- Born: 17 February 1912 Szászrégen, Transleithania, Austria-Hungary (now Reghin, Romania)
- Died: 7 November 1945 (aged 33) London, United Kingdom
- Occupation: Actress
- Years active: 1932–1945 (film)
- Spouse: Steven Geray ​(m. 1934)​

= Magda Kun =

Hungarian actress (1912–1945)

Magda Kun (17 February 1912 – 7 November 1945) was a Hungarian stage and film actress. She was born in Szászrégen and made her stage debut in Budapest. She married actor Steven Geray in 1934, appearing alongside him in the 1935 film Dance Band.

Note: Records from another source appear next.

// 供 fork / selinux_android_setcontext 符号 hook 读取的在途上下文投影
// 这两个 hook 运行在原 native 方法内部，此时不能持有全局状态锁
use libc::pid_t;
use std::sync::atomic::{AtomicBool, AtomicI32, Ordering};

static ACTIVE: AtomicBool = AtomicBool::new(false);
static PID: AtomicI32 = AtomicI32::new(0);
static DO_HIDE: AtomicBool = AtomicBool::new(false);

#[derive(Clone, Copy, Debug, Eq, PartialEq)]
pub(crate) struct Published {
    pub(crate) pid: pid_t,
    pub(crate) do_hide: bool,
}

pub(crate) fn publish(value: Option<Published>) {
    match value {
        Some(value) => {
            PID.store(value.pid, Ordering::Relaxed);
            DO_HIDE.store(value.do_hide, Ordering::Relaxed);
            ACTIVE.store(true, Ordering::Release);
        }
        None => {
            ACTIVE.store(false, Ordering::Release);
            PID.store(0, Ordering::Relaxed);
            DO_HIDE.store(false, Ordering::Relaxed);
        }
    }
}

pub(crate) fn current() -> Option<Published> {
    if !ACTIVE.load(Ordering::Acquire) {
        return None;
    }
    Some(Published {
        pid: PID.load(Ordering::Relaxed),
        do_hide: DO_HIDE.load(Ordering::Relaxed),
    })
}
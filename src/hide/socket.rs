use super::HideDaemon;
use crate::config::Config;
use crate::errno::Errno;
use std::io::{ErrorKind, Read, Write};
use std::os::unix::net::UnixStream;
use std::path::{Path, PathBuf};
use std::time::Duration;

// 请求码，native endian i32
pub const REQUEST_HIDE: i32 = 1;
pub const CHECK_HIDE: i32 = 2;

const MIN_TIMEOUT: Duration = Duration::from_millis(1);

// 每次请求新建一条 Unix 流连接，读写均有超时
#[derive(Clone, Debug)]
pub struct SocketDaemon {
    path: PathBuf,
    timeout: Duration,
}

impl SocketDaemon {
    pub fn new(path: impl Into<PathBuf>, timeout: Duration) -> Self {
        Self {
            path: path.into(),
            timeout: timeout.max(MIN_TIMEOUT),
        }
    }

    pub fn from_config(config: &Config) -> Self {
        Self::new(config.daemon_socket.clone(), config.daemon_timeout)
    }

    pub fn path(&self) -> &Path {
        &self.path
    }

    fn connect(&self) -> Result<UnixStream, Errno> {
        let stream = UnixStream::connect(&self.path).map_err(|_| Errno::Daemon)?;
        stream
            .set_read_timeout(Some(self.timeout))
            .map_err(|_| Errno::Daemon)?;
        stream
            .set_write_timeout(Some(self.timeout))
            .map_err(|_| Errno::Daemon)?;
        Ok(stream)
    }
}

impl HideDaemon for SocketDaemon {
    fn check_hide(&self, uid: i32, process_name: &str) -> Result<bool, Errno> {
        let mut stream = self.connect()?;
        write_i32(&mut stream, CHECK_HIDE)?;
        write_i32(&mut stream, uid)?;
        write_string(&mut stream, process_name)?;
        Ok(read_i32(&mut stream)? != 0)
    }

    fn request_hide(&self) -> Result<(), Errno> {
        let mut stream = self.connect()?;
        write_i32(&mut stream, REQUEST_HIDE)
    }
}

fn write_i32(stream: &mut UnixStream, value: i32) -> Result<(), Errno> {
    stream
        .write_all(&value.to_ne_bytes())
        .map_err(|_| Errno::Daemon)
}

// 长度前缀 + 字节内容，不带结尾 NUL
fn write_string(stream: &mut UnixStream, value: &str) -> Result<(), Errno> {
    let len = i32::try_from(value.len()).map_err(|_| Errno::InvalidArg)?;
    write_i32(stream, len)?;
    stream
        .write_all(value.as_bytes())
        .map_err(|_| Errno::Daemon)
}

fn read_i32(stream: &mut UnixStream) -> Result<i32, Errno> {
    let mut buf = [0u8; 4];
    stream.read_exact(&mut buf).map_err(|err| match err.kind() {
        ErrorKind::UnexpectedEof => Errno::BadResponse,
        _ => Errno::Daemon,
    })?;
    Ok(i32::from_ne_bytes(buf))
}
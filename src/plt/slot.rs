use std::ffi::c_void;
use std::marker::PhantomData;
use std::ptr;
use std::sync::atomic::{AtomicPtr, Ordering};

// 原函数地址槽，由替换原语回填，替换函数通过 get() 取回带类型的函数指针
// F 必须是与指针等宽的函数指针类型
pub struct OrigSlot<F> {
    ptr: AtomicPtr<c_void>,
    _marker: PhantomData<F>,
}

impl<F: Copy> OrigSlot<F> {
    pub const fn new() -> Self {
        Self {
            ptr: AtomicPtr::new(ptr::null_mut()),
            _marker: PhantomData,
        }
    }

    pub fn get(&self) -> Option<F> {
        const { assert!(size_of::<F>() == size_of::<*mut c_void>()) };
        let raw = self.ptr.load(Ordering::Acquire);
        if raw.is_null() {
            return None;
        }
        Some(unsafe { std::mem::transmute_copy::<*mut c_void, F>(&raw) })
    }

    pub fn raw(&self) -> *mut c_void {
        self.ptr.load(Ordering::Acquire)
    }

    pub fn set_raw(&self, raw: *mut c_void) {
        self.ptr.store(raw, Ordering::Release);
    }

    pub fn is_resolved(&self) -> bool {
        !self.raw().is_null()
    }

    pub(crate) fn cell(&self) -> &AtomicPtr<c_void> {
        &self.ptr
    }
}

impl<F: Copy> Default for OrigSlot<F> {
    fn default() -> Self {
        Self::new()
    }
}
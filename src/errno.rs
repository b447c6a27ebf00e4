// 注入引擎错误码，0 表示成功
#[repr(i32)]
#[derive(Copy, Clone, Debug, Eq, PartialEq)]
pub enum Errno {
    Ok = 0,              // 成功
    Uninit = 1,          // 未安装或已卸载
    Repeat = 2,          // 重复安装
    InvalidArg = 3,      // 参数无效
    Register = 4,        // 符号 hook 注册失败
    Refresh = 5,         // 符号 hook 刷新失败
    NoSym = 6,           // 符号未找到
    Restore = 7,         // 符号 hook 恢复失败
    NoEnv = 8,           // 无法获取 JNIEnv
    JniRestore = 9,      // 原始 native 方法重新注册失败
    JniLookup = 10,      // JNI 类或方法解析失败
    Daemon = 11,         // 守护进程不可达
    BadResponse = 12,    // 守护进程响应格式错误
    NoMem = 13,          // 内存映射失败
    Unknown = 1001,      // 未知错误
}

impl Errno {
    pub const fn as_i32(self) -> i32 {
        self as i32
    }

    pub const fn is_ok(self) -> bool {
        matches!(self, Self::Ok)
    }
}

impl From<Errno> for i32 {
    fn from(value: Errno) -> Self {
        value as i32
    }
}
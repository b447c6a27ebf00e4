// 模拟 zygote 进程的非 JNI 部分：PLT 绑定表、fork / selinux 桩、AppRuntime 对象、守护进程
use std::collections::BTreeMap;
use std::ffi::{CStr, c_char, c_int, c_void};
use std::ptr;
use std::sync::atomic::{AtomicI32, Ordering};
use std::sync::{Mutex, MutexGuard};

use jni_sys::JNIEnv;
use libc::{pid_t, uid_t};
use zygote_hook::{
    Config, Errno, HideDaemon, SelfUnloadFn, SymbolPatcher, hook_functions_with,
};

pub const FORK: &str = "fork";
pub const SELINUX_SETCONTEXT: &str = "selinux_android_setcontext";
pub const JNI_REGISTER_NATIVE_METHODS: &str = "jniRegisterNativeMethods";
pub const SET_ARGV0: &str = "_ZN7android14AndroidRuntime8setArgv0EPKcb";
pub const REGISTER_NATIVE_METHODS: &str =
    "_ZN7android14AndroidRuntime21registerNativeMethodsEP7_JNIEnvPKcPK15JNINativeMethodi";

pub type ForkFn = unsafe extern "C" fn() -> pid_t;
pub type SetcontextFn =
    unsafe extern "C" fn(uid_t, c_int, *const c_char, *const c_char) -> c_int;
pub type SetArgv0Fn = unsafe extern "C" fn(*mut c_void, *const c_char, bool);

// libandroid_runtime 的注册入口形态
#[derive(Clone, Copy, Debug, Eq, PartialEq)]
pub enum LinkPath {
    // 存在 jniRegisterNativeMethods 导入
    JniHelper,
    // 只能经由 AndroidRuntime::setArgv0 与 JNIEnv 函数表
    RuntimeBridge,
}

// 按事件发生顺序记录，场景据此断言调用次序
static TRACE: Mutex<Vec<String>> = Mutex::new(Vec::new());

pub fn trace(event: impl Into<String>) {
    lock(&TRACE).push(event.into());
}

pub fn take_trace() -> Vec<String> {
    std::mem::take(&mut *lock(&TRACE))
}

fn lock<T>(mutex: &Mutex<T>) -> MutexGuard<'_, T> {
    mutex.lock().unwrap_or_else(|e| e.into_inner())
}

struct SymbolTable {
    bindings: BTreeMap<String, usize>,
    pending: Vec<(String, usize, usize)>,
    exported: BTreeMap<String, usize>,
}

static SYMBOLS: Mutex<SymbolTable> = Mutex::new(SymbolTable {
    bindings: BTreeMap::new(),
    pending: Vec::new(),
    exported: BTreeMap::new(),
});

// 重建 GOT：fork 与 selinux 总是存在，注册入口按 path 二选一
pub fn reset_symbols(path: LinkPath) {
    let mut table = lock(&SYMBOLS);
    table.bindings.clear();
    table.pending.clear();
    table.exported.clear();
    table
        .bindings
        .insert(FORK.to_string(), sim_fork as ForkFn as usize);
    table.bindings.insert(
        SELINUX_SETCONTEXT.to_string(),
        sim_selinux_android_setcontext as SetcontextFn as usize,
    );
    let register = crate::sim_jni::register_native_methods_addr();
    match path {
        LinkPath::JniHelper => {
            table
                .bindings
                .insert(JNI_REGISTER_NATIVE_METHODS.to_string(), register);
        }
        LinkPath::RuntimeBridge => {
            table
                .bindings
                .insert(SET_ARGV0.to_string(), sim_set_argv0 as SetArgv0Fn as usize);
            table
                .exported
                .insert(REGISTER_NATIVE_METHODS.to_string(), register);
        }
    }
}

pub fn binding(symbol: &str) -> usize {
    lock(&SYMBOLS).bindings.get(symbol).copied().unwrap_or(0)
}

// 按调用方视角经 GOT 取函数，与真实库里的 PLT 调用一致
pub unsafe fn got<F: Copy>(symbol: &str) -> F {
    let addr = binding(symbol);
    assert_ne!(addr, 0, "symbol {symbol} is not bound");
    assert_eq!(size_of::<F>(), size_of::<usize>());
    std::mem::transmute_copy::<usize, F>(&addr)
}

// 与 xhook 语义一致的内存 GOT：register 只登记，refresh 写入并回填原值
pub struct SimPatcher;

impl SymbolPatcher for SimPatcher {
    unsafe fn register(
        &mut self,
        _path_regex: &CStr,
        symbol: &CStr,
        new_func: *mut c_void,
        old_func: *mut *mut c_void,
    ) -> i32 {
        let symbol = symbol.to_string_lossy().into_owned();
        lock(&SYMBOLS)
            .pending
            .push((symbol, new_func as usize, old_func as usize));
        0
    }

    fn refresh(&mut self) -> i32 {
        let mut table = lock(&SYMBOLS);
        let pending = table.pending.clone();
        for (symbol, new_func, old_func) in pending {
            let Some(current) = table.bindings.get(&symbol).copied() else {
                continue;
            };
            if old_func != 0 {
                unsafe { *(old_func as *mut *mut c_void) = current as *mut c_void };
            }
            table.bindings.insert(symbol, new_func);
        }
        0
    }

    fn clear(&mut self) {
        lock(&SYMBOLS).pending.clear();
    }

    fn lookup(&self, symbol: &CStr) -> *mut c_void {
        let table = lock(&SYMBOLS);
        symbol
            .to_str()
            .ok()
            .and_then(|symbol| table.exported.get(symbol))
            .map_or(ptr::null_mut(), |addr| *addr as *mut c_void)
    }
}

// fork 桩：不真正分叉，返回值决定模拟的是父进程还是子进程
static FORK_PID: AtomicI32 = AtomicI32::new(0);

pub fn set_fork_pid(pid: pid_t) {
    FORK_PID.store(pid, Ordering::SeqCst);
}

pub unsafe extern "C" fn sim_fork() -> pid_t {
    trace("fork");
    FORK_PID.load(Ordering::SeqCst)
}

pub unsafe extern "C" fn sim_selinux_android_setcontext(
    uid: uid_t,
    _is_system_server: c_int,
    _seinfo: *const c_char,
    _pkgname: *const c_char,
) -> c_int {
    trace(format!("setcontext:{uid}"));
    0
}

pub unsafe extern "C" fn sim_set_argv0(_this: *mut c_void, argv0: *const c_char, _set: bool) {
    let argv0 = if argv0.is_null() {
        String::new()
    } else {
        CStr::from_ptr(argv0).to_string_lossy().into_owned()
    };
    trace(format!("setArgv0:{argv0}"));
}

// 与 android::AndroidRuntime 相同布局的虚表
#[repr(C)]
pub struct SimVtable {
    rtti: *const c_void,
    dtor: *const c_void,
    on_vm_created: unsafe extern "C" fn(*mut c_void, *mut JNIEnv),
    on_started: unsafe extern "C" fn(*mut c_void),
    on_zygote_init: unsafe extern "C" fn(*mut c_void),
    on_exit: unsafe extern "C" fn(*mut c_void, c_int),
}

#[repr(C)]
pub struct SimRuntime {
    vptr: *const SimVtable,
}

unsafe extern "C" fn sim_on_vm_created(_this: *mut c_void, _env: *mut JNIEnv) {
    trace("onVmCreated");
}

unsafe extern "C" fn sim_on_started(_this: *mut c_void) {
    trace("onStarted");
}

unsafe extern "C" fn sim_on_zygote_init(_this: *mut c_void) {
    trace("onZygoteInit");
}

unsafe extern "C" fn sim_on_exit(_this: *mut c_void, code: c_int) {
    trace(format!("onExit:{code}"));
}

impl SimRuntime {
    // 进程级单例，泄漏以保持地址稳定
    pub fn leak() -> &'static mut SimRuntime {
        let vtable: &'static SimVtable = Box::leak(Box::new(SimVtable {
            rtti: ptr::null(),
            dtor: ptr::null(),
            on_vm_created: sim_on_vm_created,
            on_started: sim_on_started,
            on_zygote_init: sim_on_zygote_init,
            on_exit: sim_on_exit,
        }));
        Box::leak(Box::new(SimRuntime { vptr: vtable }))
    }

    pub fn as_ptr(&mut self) -> *mut c_void {
        self as *mut SimRuntime as *mut c_void
    }

    // vptr 会被外部经裸指针改写
    fn current_vtable(&self) -> *const SimVtable {
        unsafe { ptr::read_volatile(&self.vptr) }
    }

    pub fn vptr(&self) -> usize {
        self.current_vtable() as usize
    }

    // 与 C++ 虚调用一样经 vptr 分派
    pub unsafe fn on_vm_created(&mut self, env: *mut JNIEnv) {
        let on_vm_created = (*self.current_vtable()).on_vm_created;
        on_vm_created(self.as_ptr(), env);
    }

    pub unsafe fn on_started(&mut self) {
        let on_started = (*self.current_vtable()).on_started;
        on_started(self.as_ptr());
    }
}

// 守护进程：名单内的进程需要隐藏
static HIDDEN: Mutex<Vec<String>> = Mutex::new(Vec::new());

pub fn set_hidden(names: &[&str]) {
    *lock(&HIDDEN) = names.iter().map(|name| name.to_string()).collect();
}

pub struct SimDaemon;

impl HideDaemon for SimDaemon {
    fn check_hide(&self, uid: i32, process_name: &str) -> Result<bool, Errno> {
        trace(format!("check_hide:{uid}:{process_name}"));
        Ok(lock(&HIDDEN).iter().any(|name| name == process_name))
    }

    fn request_hide(&self) -> Result<(), Errno> {
        trace("request_hide");
        Ok(())
    }
}

pub unsafe extern "C" fn sim_unload() {
    trace("unload");
}

pub fn ensure_ok(code: Errno, op: &str) {
    assert_eq!(code, Errno::Ok, "{op} failed: {code:?}");
}

pub fn env_flag(name: &str) -> bool {
    std::env::var(name)
        .ok()
        .map(|value| {
            matches!(
                value.trim().to_ascii_lowercase().as_str(),
                "1" | "true" | "yes" | "on"
            )
        })
        .unwrap_or(false)
}

pub fn sim_config() -> Config {
    Config {
        debug: env_flag("ZYGOTE_SIM_DEBUG"),
        ..Config::default()
    }
}

// 以模拟 GOT 与守护进程安装
pub fn install(unloader: Option<SelfUnloadFn>) -> Errno {
    hook_functions_with(
        sim_config(),
        Box::new(SimPatcher),
        Box::new(SimDaemon),
        unloader,
    )
}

Kun died in 1945, in London, aged 33 years.

==Selected filmography==
- The Old Scoundrel (1932)
- And the Plains Are Gleaming (1933)
- Dance Band (1934)
- Family Bonus (1937)
- Modern Girls (1937)
- Old Mother Riley in Paris (1938)
- Room for Two (1939)
- Old Mother Riley Overseas (1943)
- Heaven Is Round the Corner (1944)
- Meet Sexton Blake! (1945)
- Dead of Night (1945)

==Bibliography==
- Hodgson, Michael. Patricia Roc. Author House, 2013.